The word ‘surge’, last heard in relation to the US wars in Iraq and Afghanistan, actually fits the immigration reform bill perfectly. It’s almost as if a domestic war is about to be formally declared.

 

For almost a decade, the Department of Homeland Security has been attempting to build a “virtual wall” along the border – not a physical barrier but a high-tech surveillance masterpiece, a complex web of technology, radar, unattended ground sensors, and camera systems meant to detect anyone crossing the border anywhere. The last attempt to install such an experimental system along part of the border was in 2006. Then the Department of Homeland Security awarded Boeing Corporation a multi-billion-dollar contract to develop such a “wall”, known as SBInet. That contract was abruptly cancelled in 2011, after the costly and delayed programme advertised as offering “unprecedented situational awareness” misfired regularly in the rugged terrain of the Arizona borderlands. Now, companies like DRS are standing in line for the next round of potentially lucrative contracts, as Homeland Security wants “to finish the job”.

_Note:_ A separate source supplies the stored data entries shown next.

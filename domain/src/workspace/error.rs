//! Workspace access errors

use super::scope::FileOperation;
use thiserror::Error;

/// Errors raised by workspace access operations.
///
/// `HandleExpired` is deliberately distinct from `FileNotFound`: a stale or
/// unknown handle instructs the caller to re-run folder discovery, while a
/// missing file is about the folder's contents.
#[derive(Error, Debug, Clone, PartialEq, Eq)]
pub enum WorkspaceError {
    #[error(
        "folder handle has expired or is unknown; call list_folders again to obtain a fresh handle"
    )]
    HandleExpired,

    #[error("{operation} access to this folder is denied for agent '{agent_id}'")]
    AccessDenied {
        operation: FileOperation,
        agent_id: String,
    },

    #[error("file '{name}' not found in this folder")]
    FileNotFound { name: String },

    #[error("invalid filename '{name}': names must stay within the folder")]
    InvalidFilename { name: String },

    #[error("write would create storage outside the caller's workspace boundary")]
    OutsideBoundary,

    #[error("storage error: {0}")]
    Storage(String),
}

impl WorkspaceError {
    /// Whether the error can be surfaced to the model as conversation
    /// content (all workspace errors are recoverable).
    pub fn is_handle_expiry(&self) -> bool {
        matches!(self, WorkspaceError::HandleExpired)
    }
}

#[cfg(test)]
mod tests {
    use super::*;

    #[test]
    fn test_handle_expiry_message_is_actionable() {
        let err = WorkspaceError::HandleExpired;
        assert!(err.is_handle_expiry());
        assert!(err.to_string().contains("list_folders"));
    }

    #[test]
    fn test_access_denied_names_operation() {
        let err = WorkspaceError::AccessDenied {
            operation: FileOperation::Write,
            agent_id: "agent-1".to_string(),
        };
        assert!(err.to_string().contains("write"));
        assert!(!err.is_handle_expiry());
    }
}
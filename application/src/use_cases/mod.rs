//! Use cases — the orchestration entry points of the application layer

pub mod process_task;
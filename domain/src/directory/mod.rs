//! Directory domain types
//!
//! Organization, team, and agent records. Loaded as read-only snapshots at
//! the start of a task; never mutated mid-task.

pub mod entities;
//! Configuration loading and backend wiring

mod file_config;
mod loader;

pub use file_config::{
    FileAnthropicConfig, FileBackendConfig, FileConfig, FileDirectoryConfig, FileGeminiConfig,
    FileOpenAiConfig, FileProvidersConfig, FileTaskConfig, FileWorkspaceConfig,
};
pub use loader::ConfigLoader;

use crate::providers::{
    AnthropicBackend, AnthropicConfig, GeminiBackend, GeminiConfig, OpenAiBackend, OpenAiConfig,
    ProviderKind,
};
use agentry_application::ports::chat_backend::ChatBackendPort;
use std::sync::Arc;
use thiserror::Error;

#[derive(Error, Debug)]
pub enum ConfigError {
    #[error("unknown provider: {0}")]
    UnknownProvider(String),

    #[error("no API key for {provider}: set {env_var} or providers.{provider}.api_key")]
    MissingApiKey {
        provider: &'static str,
        env_var: String,
    },
}

/// Resolve an API key: explicit config value first, then the named
/// environment variable.
fn resolve_api_key(
    provider: &'static str,
    api_key: Option<&str>,
    env_var: &str,
) -> Result<String, ConfigError> {
    if let Some(key) = api_key {
        return Ok(key.to_string());
    }
    std::env::var(env_var).map_err(|_| ConfigError::MissingApiKey {
        provider,
        env_var: env_var.to_string(),
    })
}

/// Construct the chat backend the config selects.
pub fn build_backend(config: &FileConfig) -> Result<Arc<dyn ChatBackendPort>, ConfigError> {
    let kind: ProviderKind = config
        .backend
        .provider
        .parse()
        .map_err(ConfigError::UnknownProvider)?;

    match kind {
        ProviderKind::OpenAi => {
            let settings = &config.providers.openai;
            let api_key = resolve_api_key(
                "openai",
                settings.api_key.as_deref(),
                &settings.api_key_env,
            )?;
            Ok(Arc::new(OpenAiBackend::new(OpenAiConfig {
                api_key,
                base_url: settings.base_url.clone(),
            })))
        }
        ProviderKind::Anthropic => {
            let settings = &config.providers.anthropic;
            let api_key = resolve_api_key(
                "anthropic",
                settings.api_key.as_deref(),
                &settings.api_key_env,
            )?;
            Ok(Arc::new(AnthropicBackend::new(AnthropicConfig {
                api_key,
                base_url: settings.base_url.clone(),
                api_version: settings.api_version.clone(),
            })))
        }
        ProviderKind::Gemini => {
            let settings = &config.providers.gemini;
            let api_key = resolve_api_key(
                "gemini",
                settings.api_key.as_deref(),
                &settings.api_key_env,
            )?;
            Ok(Arc::new(GeminiBackend::new(GeminiConfig {
                api_key,
                base_url: settings.base_url.clone(),
            })))
        }
    }
}

#[cfg(test)]
mod tests {
    use super::*;

    #[test]
    fn test_explicit_api_key_wins_over_env() {
        let mut config = FileConfig::default();
        config.backend.provider = "openai".to_string();
        config.providers.openai.api_key = Some("sk-test".to_string());

        let backend = build_backend(&config).unwrap();
        assert_eq!(backend.provider_name(), "openai");
    }

    #[test]
    fn test_missing_api_key_names_the_env_var() {
        let mut config = FileConfig::default();
        config.backend.provider = "gemini".to_string();
        config.providers.gemini.api_key_env = "AGENTRY_TEST_SURELY_UNSET_KEY".to_string();

        let err = build_backend(&config).unwrap_err();
        assert!(err.to_string().contains("AGENTRY_TEST_SURELY_UNSET_KEY"));
    }

    #[test]
    fn test_unknown_provider_is_rejected() {
        let mut config = FileConfig::default();
        config.backend.provider = "mistral".to_string();
        assert!(matches!(
            build_backend(&config),
            Err(ConfigError::UnknownProvider(_))
        ));
    }
}
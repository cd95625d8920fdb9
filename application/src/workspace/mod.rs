//! Workspace access service
//!
//! Grants agents folder-based, capability-scoped visibility into shared
//! storage. Discovery resolves a [`FolderScope`] into concrete folders,
//! enumerates their contents, and hands out short-lived opaque handles;
//! every subsequent operation resolves its handle through the TTL cache and
//! re-checks the scope permission matrix before touching storage. Raw
//! storage paths never leave this module.

mod handle_cache;

pub use handle_cache::HandleCache;

use crate::ports::directory::{DirectoryError, DirectoryPort};
use crate::ports::storage::{StorageError, StoragePort};
use agentry_domain::{
    ExecutionContext, FileDeleteReceipt, FileEntry, FileOperation, FileWriteReceipt, FolderGrant,
    FolderListing, FolderOwner, FolderScope, Visibility, WorkspaceActor, WorkspaceError,
    guess_mime_type, operation_allowed,
};
use std::sync::Arc;
use std::time::Duration;
use tracing::{debug, info};

/// Default handle lifetime. A policy constant, not load-bearing logic —
/// override it through [`WorkspaceConfig`].
pub const DEFAULT_HANDLE_TTL: Duration = Duration::from_secs(30 * 60);

/// Tuning knobs for the workspace service.
#[derive(Debug, Clone)]
pub struct WorkspaceConfig {
    /// How long an issued folder handle stays valid
    pub handle_ttl: Duration,
    /// How often the background sweeper evicts expired handles
    pub sweep_interval: Duration,
}

impl Default for WorkspaceConfig {
    fn default() -> Self {
        Self {
            handle_ttl: DEFAULT_HANDLE_TTL,
            sweep_interval: Duration::from_secs(60),
        }
    }
}

/// Scoped access to workspace folders, backed by a storage port and the
/// directory snapshot.
pub struct WorkspaceService {
    storage: Arc<dyn StoragePort>,
    directory: Arc<dyn DirectoryPort>,
    cache: Arc<HandleCache>,
    sweep_interval: Duration,
}

impl WorkspaceService {
    pub fn new(
        storage: Arc<dyn StoragePort>,
        directory: Arc<dyn DirectoryPort>,
        config: WorkspaceConfig,
    ) -> Self {
        Self {
            storage,
            directory,
            cache: Arc::new(HandleCache::new(config.handle_ttl)),
            sweep_interval: config.sweep_interval,
        }
    }

    /// Spawn the periodic eviction task for expired handles.
    ///
    /// Runs until the returned handle is aborted or the runtime shuts down.
    pub fn spawn_sweeper(&self) -> tokio::task::JoinHandle<()> {
        let cache = Arc::clone(&self.cache);
        let interval = self.sweep_interval;
        tokio::spawn(async move {
            let mut ticker = tokio::time::interval(interval);
            loop {
                ticker.tick().await;
                cache.evict_expired();
            }
        })
    }

    /// Resolve a scope into folders, enumerate their files, and issue a
    /// fresh handle per folder.
    pub async fn list_folders(
        &self,
        scope: FolderScope,
        ctx: &ExecutionContext,
    ) -> Result<Vec<FolderListing>, WorkspaceError> {
        let agent = self
            .directory
            .get_agent(&ctx.agent_id)
            .await
            .map_err(directory_error)?;
        let org_id = agent.organization_id.clone();

        let mut resolved: Vec<(String, FolderGrant, String)> = Vec::new();
        match scope {
            FolderScope::MyPrivate => {
                resolved.push(self.agent_folder(&org_id, &agent.id, Visibility::Private));
            }
            FolderScope::MyShared => {
                resolved.push(self.agent_folder(&org_id, &agent.id, Visibility::Shared));
            }
            FolderScope::TeamPrivate | FolderScope::TeamShared => {
                // No team membership resolves to an empty result, not an error.
                if let Some(team_id) = &agent.team_id {
                    let team = self
                        .directory
                        .get_team(team_id)
                        .await
                        .map_err(directory_error)?;
                    let visibility = if scope == FolderScope::TeamPrivate {
                        Visibility::Private
                    } else {
                        Visibility::Shared
                    };
                    resolved.push(self.team_folder(&org_id, &team.id, &team.name, visibility));
                }
            }
            FolderScope::OrgShared => {
                // Aggregation of every team's shared folder plus every
                // other agent's shared folder. The requester's own shared
                // workspace is excluded — that case is my_shared.
                for team in self
                    .directory
                    .list_teams(&org_id)
                    .await
                    .map_err(directory_error)?
                {
                    resolved.push(self.team_folder(&org_id, &team.id, &team.name, Visibility::Shared));
                }
                for other in self
                    .directory
                    .list_agents(&org_id)
                    .await
                    .map_err(directory_error)?
                {
                    if other.id == agent.id {
                        continue;
                    }
                    let (path, grant, _) =
                        self.agent_folder(&org_id, &other.id, Visibility::Shared);
                    resolved.push((path, grant, format!("shared workspace of agent {}", other.name)));
                }
            }
        }

        let mut listings = Vec::with_capacity(resolved.len());
        for (path, grant, label) in resolved {
            let files = self.enumerate(&path).await?;
            let handle = self.cache.issue(path, grant);
            listings.push(FolderListing {
                handle,
                scope,
                label,
                files,
            });
        }
        debug!(
            scope = %scope,
            agent_id = %ctx.agent_id,
            folders = listings.len(),
            "resolved folder scope"
        );
        Ok(listings)
    }

    /// Read a file through a previously issued handle.
    pub async fn read_file(
        &self,
        handle: &str,
        filename: &str,
        ctx: &ExecutionContext,
    ) -> Result<String, WorkspaceError> {
        let path = self
            .authorize(handle, filename, FileOperation::Read, ctx)
            .await?;
        match self.storage.read(&path).await {
            Ok(bytes) => Ok(String::from_utf8_lossy(&bytes).into_owned()),
            Err(StorageError::NotFound(_)) => Err(WorkspaceError::FileNotFound {
                name: filename.to_string(),
            }),
            Err(err) => Err(storage_error(err)),
        }
    }

    /// Write (create or overwrite) a file through a handle.
    ///
    /// The destination folder is created on demand — but only inside the
    /// workspace boundary the handle's grant covers.
    pub async fn write_file(
        &self,
        handle: &str,
        filename: &str,
        content: &str,
        ctx: &ExecutionContext,
    ) -> Result<FileWriteReceipt, WorkspaceError> {
        let path = self
            .authorize(handle, filename, FileOperation::Write, ctx)
            .await?;
        if let Some(parent) = path.rsplit_once('/').map(|(dir, _)| dir) {
            self.storage
                .mkdir_recursive(parent)
                .await
                .map_err(storage_error)?;
        }
        let created = !self.storage.exists(&path).await.map_err(storage_error)?;
        self.storage
            .write(&path, content.as_bytes())
            .await
            .map_err(storage_error)?;
        info!(
            agent_id = %ctx.agent_id,
            filename = %filename,
            bytes = content.len(),
            created,
            "workspace file written"
        );
        Ok(FileWriteReceipt {
            bytes_written: content.len(),
            created,
        })
    }

    /// Delete a file through a handle. Deleting a missing file is reported
    /// through the receipt, not an error.
    pub async fn delete_file(
        &self,
        handle: &str,
        filename: &str,
        ctx: &ExecutionContext,
    ) -> Result<FileDeleteReceipt, WorkspaceError> {
        let path = self
            .authorize(handle, filename, FileOperation::Delete, ctx)
            .await?;
        let existed = self.storage.delete(&path).await.map_err(storage_error)?;
        Ok(FileDeleteReceipt { existed })
    }

    /// Metadata for a single file inside a handled folder.
    pub async fn stat_file(
        &self,
        handle: &str,
        filename: &str,
        ctx: &ExecutionContext,
    ) -> Result<FileEntry, WorkspaceError> {
        // Stat is a read in the permission matrix.
        let (folder, _) = self.resolve_checked(handle, filename, FileOperation::Read, ctx).await?;
        let entries = self.enumerate(&folder).await?;
        entries
            .into_iter()
            .find(|entry| entry.name == filename)
            .ok_or_else(|| WorkspaceError::FileNotFound {
                name: filename.to_string(),
            })
    }

    // ─── Internals ───────────────────────────────────────────────

    fn agent_folder(
        &self,
        org_id: &str,
        agent_id: &str,
        visibility: Visibility,
    ) -> (String, FolderGrant, String) {
        let dir = visibility_dir(visibility);
        let path = format!("{}/agents/{}/{}", org_id, agent_id, dir);
        let grant = FolderGrant {
            owner: FolderOwner::Agent {
                agent_id: agent_id.to_string(),
            },
            visibility,
            organization_id: org_id.to_string(),
        };
        (path, grant, format!("your {} workspace", dir))
    }

    fn team_folder(
        &self,
        org_id: &str,
        team_id: &str,
        team_name: &str,
        visibility: Visibility,
    ) -> (String, FolderGrant, String) {
        let dir = visibility_dir(visibility);
        let path = format!("{}/teams/{}/{}", org_id, team_id, dir);
        let grant = FolderGrant {
            owner: FolderOwner::Team {
                team_id: team_id.to_string(),
            },
            visibility,
            organization_id: org_id.to_string(),
        };
        (path, grant, format!("{} workspace of team {}", dir, team_name))
    }

    /// Resolve handle + actor, enforce the permission matrix, and return
    /// the full storage path of `filename`.
    async fn authorize(
        &self,
        handle: &str,
        filename: &str,
        op: FileOperation,
        ctx: &ExecutionContext,
    ) -> Result<String, WorkspaceError> {
        let (folder, _) = self.resolve_checked(handle, filename, op, ctx).await?;
        Ok(format!("{}/{}", folder, filename))
    }

    async fn resolve_checked(
        &self,
        handle: &str,
        filename: &str,
        op: FileOperation,
        ctx: &ExecutionContext,
    ) -> Result<(String, FolderGrant), WorkspaceError> {
        validate_filename(filename, op)?;
        // Handle resolution comes before the permission check so a stale
        // handle always reports expiry, never a misleading denial.
        let (folder, grant) = self.cache.resolve(handle)?;
        let actor = self.actor(ctx).await?;
        if !operation_allowed(&grant, &actor, op) {
            debug!(
                agent_id = %ctx.agent_id,
                operation = %op,
                correlation_id = %ctx.correlation_id,
                "workspace operation denied by scope rules"
            );
            return Err(WorkspaceError::AccessDenied {
                operation: op,
                agent_id: ctx.agent_id.clone(),
            });
        }
        Ok((folder, grant))
    }

    async fn actor(&self, ctx: &ExecutionContext) -> Result<WorkspaceActor, WorkspaceError> {
        let agent = self
            .directory
            .get_agent(&ctx.agent_id)
            .await
            .map_err(directory_error)?;
        let mut actor = WorkspaceActor::new(agent.id, agent.organization_id);
        if let Some(team_id) = agent.team_id {
            actor = actor.with_team(team_id);
        }
        Ok(actor)
    }

    async fn enumerate(&self, path: &str) -> Result<Vec<FileEntry>, WorkspaceError> {
        let entries = match self.storage.list_entries(path).await {
            Ok(entries) => entries,
            // Folders exist lazily; an unknown path is an empty folder.
            Err(StorageError::NotFound(_)) => Vec::new(),
            Err(err) => return Err(storage_error(err)),
        };
        let mut files: Vec<FileEntry> = entries
            .into_iter()
            .map(|entry| {
                let mime_type = guess_mime_type(&entry.name).to_string();
                FileEntry {
                    name: entry.name,
                    size: entry.size,
                    modified_at: entry.modified_at,
                    mime_type,
                }
            })
            .collect();
        files.sort_by(|a, b| a.name.cmp(&b.name));
        Ok(files)
    }
}

fn visibility_dir(visibility: Visibility) -> &'static str {
    match visibility {
        Visibility::Private => "private",
        Visibility::Shared => "shared",
    }
}

/// Reject names that would escape the handled folder.
///
/// Nested relative names ("reports/q3.md") are allowed — they stay within
/// the workspace boundary. Traversal on a write is an attempt to create
/// storage outside any legitimate scope and is reported as such.
fn validate_filename(name: &str, op: FileOperation) -> Result<(), WorkspaceError> {
    let escapes = name.is_empty()
        || name.starts_with('/')
        || name.contains('\\')
        || name.split('/').any(|part| part.is_empty() || part == "." || part == "..");
    if escapes {
        if op == FileOperation::Write {
            return Err(WorkspaceError::OutsideBoundary);
        }
        return Err(WorkspaceError::InvalidFilename {
            name: name.to_string(),
        });
    }
    Ok(())
}

fn directory_error(err: DirectoryError) -> WorkspaceError {
    WorkspaceError::Storage(format!("directory lookup failed: {}", err))
}

fn storage_error(err: StorageError) -> WorkspaceError {
    WorkspaceError::Storage(err.to_string())
}
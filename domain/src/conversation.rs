//! Conversation history for the tool-calling loop
//!
//! Messages are a tagged union over the three roles the loop produces.
//! History is append-only and preserves causal request→result pairing:
//! every tool-role message must answer a call id emitted by a preceding
//! assistant message.

use crate::tool::entities::ToolCall;
use serde::{Deserialize, Serialize};
use std::collections::HashSet;
use thiserror::Error;

/// A single message in a task conversation.
#[derive(Debug, Clone, Serialize, Deserialize)]
#[serde(tag = "role", rename_all = "snake_case")]
pub enum ConversationMessage {
    /// The task description or a system-level notice injected by the loop.
    User { content: String },
    /// A model turn, optionally requesting tool invocations.
    Assistant {
        content: String,
        #[serde(default, skip_serializing_if = "Vec::is_empty")]
        tool_calls: Vec<ToolCall>,
    },
    /// The outcome of one tool invocation, answering a prior call id.
    Tool {
        tool_call_id: String,
        tool_name: String,
        content: String,
    },
}

impl ConversationMessage {
    /// Text content of an assistant message, if this is one.
    pub fn assistant_text(&self) -> Option<&str> {
        match self {
            ConversationMessage::Assistant { content, .. } => Some(content),
            _ => None,
        }
    }
}

/// Attempted violation of conversation ordering rules.
#[derive(Error, Debug, Clone, PartialEq, Eq)]
pub enum ConversationError {
    #[error("tool result references unknown or already-answered call id '{tool_call_id}'")]
    UnmatchedToolResult { tool_call_id: String },
}

/// Append-only conversation history with causal bookkeeping.
///
/// Tracks which assistant-emitted call ids are still awaiting a tool
/// result, so a result can never be appended for a call that was never
/// requested (or answered twice).
#[derive(Debug, Clone, Default)]
pub struct Conversation {
    messages: Vec<ConversationMessage>,
    pending_calls: HashSet<String>,
}

impl Conversation {
    pub fn new() -> Self {
        Self::default()
    }

    /// Seed the conversation with one user message (the task description).
    pub fn seeded_with(task: impl Into<String>) -> Self {
        let mut conversation = Self::new();
        conversation.push_user(task);
        conversation
    }

    pub fn push_user(&mut self, content: impl Into<String>) {
        self.messages.push(ConversationMessage::User {
            content: content.into(),
        });
    }

    /// Append an assistant turn; its tool calls become pending.
    pub fn push_assistant(&mut self, content: impl Into<String>, tool_calls: Vec<ToolCall>) {
        for call in &tool_calls {
            self.pending_calls.insert(call.id.clone());
        }
        self.messages.push(ConversationMessage::Assistant {
            content: content.into(),
            tool_calls,
        });
    }

    /// Append a tool result answering a pending call.
    pub fn push_tool_result(
        &mut self,
        tool_call_id: impl Into<String>,
        tool_name: impl Into<String>,
        content: impl Into<String>,
    ) -> Result<(), ConversationError> {
        let tool_call_id = tool_call_id.into();
        if !self.pending_calls.remove(&tool_call_id) {
            return Err(ConversationError::UnmatchedToolResult { tool_call_id });
        }
        self.messages.push(ConversationMessage::Tool {
            tool_call_id,
            tool_name: tool_name.into(),
            content: content.into(),
        });
        Ok(())
    }

    pub fn messages(&self) -> &[ConversationMessage] {
        &self.messages
    }

    pub fn len(&self) -> usize {
        self.messages.len()
    }

    pub fn is_empty(&self) -> bool {
        self.messages.is_empty()
    }

    /// Call ids emitted by assistant turns that have no tool result yet.
    pub fn pending_call_ids(&self) -> impl Iterator<Item = &str> {
        self.pending_calls.iter().map(|s| s.as_str())
    }

    /// Text of the most recent assistant message, if any.
    pub fn last_assistant_text(&self) -> Option<&str> {
        self.messages
            .iter()
            .rev()
            .find_map(|m| m.assistant_text())
    }
}

#[cfg(test)]
mod tests {
    use super::*;

    #[test]
    fn test_seeded_conversation_starts_with_task() {
        let conversation = Conversation::seeded_with("Summarize the report");
        assert_eq!(conversation.len(), 1);
        assert!(matches!(
            conversation.messages()[0],
            ConversationMessage::User { .. }
        ));
    }

    #[test]
    fn test_tool_result_must_answer_a_pending_call() {
        let mut conversation = Conversation::seeded_with("task");

        let err = conversation
            .push_tool_result("call_ghost", "read_file", "...")
            .unwrap_err();
        assert_eq!(
            err,
            ConversationError::UnmatchedToolResult {
                tool_call_id: "call_ghost".to_string()
            }
        );
    }

    #[test]
    fn test_causal_pairing() {
        let mut conversation = Conversation::seeded_with("task");
        conversation.push_assistant(
            "Reading the file first.",
            vec![ToolCall::new("call_1", "read_file")],
        );

        assert_eq!(conversation.pending_call_ids().count(), 1);
        conversation
            .push_tool_result("call_1", "read_file", "file body")
            .unwrap();
        assert_eq!(conversation.pending_call_ids().count(), 0);

        // Answering the same call twice is rejected.
        assert!(
            conversation
                .push_tool_result("call_1", "read_file", "again")
                .is_err()
        );
    }

    #[test]
    fn test_last_assistant_text() {
        let mut conversation = Conversation::seeded_with("task");
        assert_eq!(conversation.last_assistant_text(), None);

        conversation.push_assistant("first", vec![]);
        conversation.push_user("notice");
        conversation.push_assistant("final answer", vec![]);
        assert_eq!(conversation.last_assistant_text(), Some("final answer"));
    }
}
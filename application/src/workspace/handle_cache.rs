//! TTL-bound cache mapping opaque folder handles to storage locations
//!
//! The one genuinely hot shared mutable structure in the engine: written on
//! every folder discovery and read on every subsequent file operation from
//! potentially many concurrent agents. Expired entries are swept lazily on
//! insert and by the periodic sweeper the service spawns; callers never
//! trigger cleanup explicitly.

use agentry_domain::{FolderGrant, WorkspaceError};
use std::collections::HashMap;
use std::sync::RwLock;
use std::time::Duration;
use tokio::time::Instant;
use tracing::trace;
use uuid::Uuid;

#[derive(Debug, Clone)]
struct HandleEntry {
    path: String,
    grant: FolderGrant,
    issued_at: Instant,
}

/// Concurrent handle→location cache with a fixed TTL.
#[derive(Debug)]
pub struct HandleCache {
    entries: RwLock<HashMap<String, HandleEntry>>,
    ttl: Duration,
}

impl HandleCache {
    pub fn new(ttl: Duration) -> Self {
        Self {
            entries: RwLock::new(HashMap::new()),
            ttl,
        }
    }

    pub fn ttl(&self) -> Duration {
        self.ttl
    }

    /// Issue a fresh opaque handle for a resolved folder.
    pub fn issue(&self, path: impl Into<String>, grant: FolderGrant) -> String {
        let token = Uuid::new_v4().to_string();
        let mut entries = self.entries.write().expect("handle cache lock poisoned");
        // Opportunistic sweep keeps the map from accumulating dead entries
        // between sweeper ticks.
        let now = Instant::now();
        entries.retain(|_, entry| now.duration_since(entry.issued_at) < self.ttl);
        entries.insert(
            token.clone(),
            HandleEntry {
                path: path.into(),
                grant,
                issued_at: now,
            },
        );
        token
    }

    /// Resolve a handle to its storage path and grant.
    ///
    /// Expired and unknown handles produce the same distinct
    /// [`WorkspaceError::HandleExpired`] — never a generic not-found — so
    /// the caller knows to re-run discovery.
    pub fn resolve(&self, token: &str) -> Result<(String, FolderGrant), WorkspaceError> {
        let expired = {
            let entries = self.entries.read().expect("handle cache lock poisoned");
            match entries.get(token) {
                None => return Err(WorkspaceError::HandleExpired),
                Some(entry) => {
                    if Instant::now().duration_since(entry.issued_at) < self.ttl {
                        return Ok((entry.path.clone(), entry.grant.clone()));
                    }
                    true
                }
            }
        };
        if expired {
            self.entries
                .write()
                .expect("handle cache lock poisoned")
                .remove(token);
        }
        Err(WorkspaceError::HandleExpired)
    }

    /// Drop all expired entries, returning how many were evicted.
    pub fn evict_expired(&self) -> usize {
        let now = Instant::now();
        let mut entries = self.entries.write().expect("handle cache lock poisoned");
        let before = entries.len();
        entries.retain(|_, entry| now.duration_since(entry.issued_at) < self.ttl);
        let evicted = before - entries.len();
        if evicted > 0 {
            trace!(evicted, "evicted expired folder handles");
        }
        evicted
    }

    /// Number of live (possibly expired, not yet swept) entries.
    pub fn len(&self) -> usize {
        self.entries.read().expect("handle cache lock poisoned").len()
    }

    pub fn is_empty(&self) -> bool {
        self.len() == 0
    }
}
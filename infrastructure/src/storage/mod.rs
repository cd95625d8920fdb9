//! Storage adapters for the workspace persistence port

mod local;
mod memory;

pub use local::LocalStorage;
pub use memory::MemoryStorage;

The UA Tech Park is one place in the southern borderlands where surveillance technology can be developed, tested, evaluated, and demonstrated. It has 6,000 linear metres of fencing surrounding its “solar zone”, a solar-technology-centric research area ideal for testing sensor systems along a future border wall. On any of the roadways in its 1,345 acres (5.44 square km), it can set up mock border-crossings or checkpoints to test new equipment and methods. It draws on faculty and graduate students from the college of engineering. In “rapid-response teams”, they offer third-party evaluations of border control technology. Some of this same technology is also being created on the UA campus, thanks in part to millions of dollars in DHS grants.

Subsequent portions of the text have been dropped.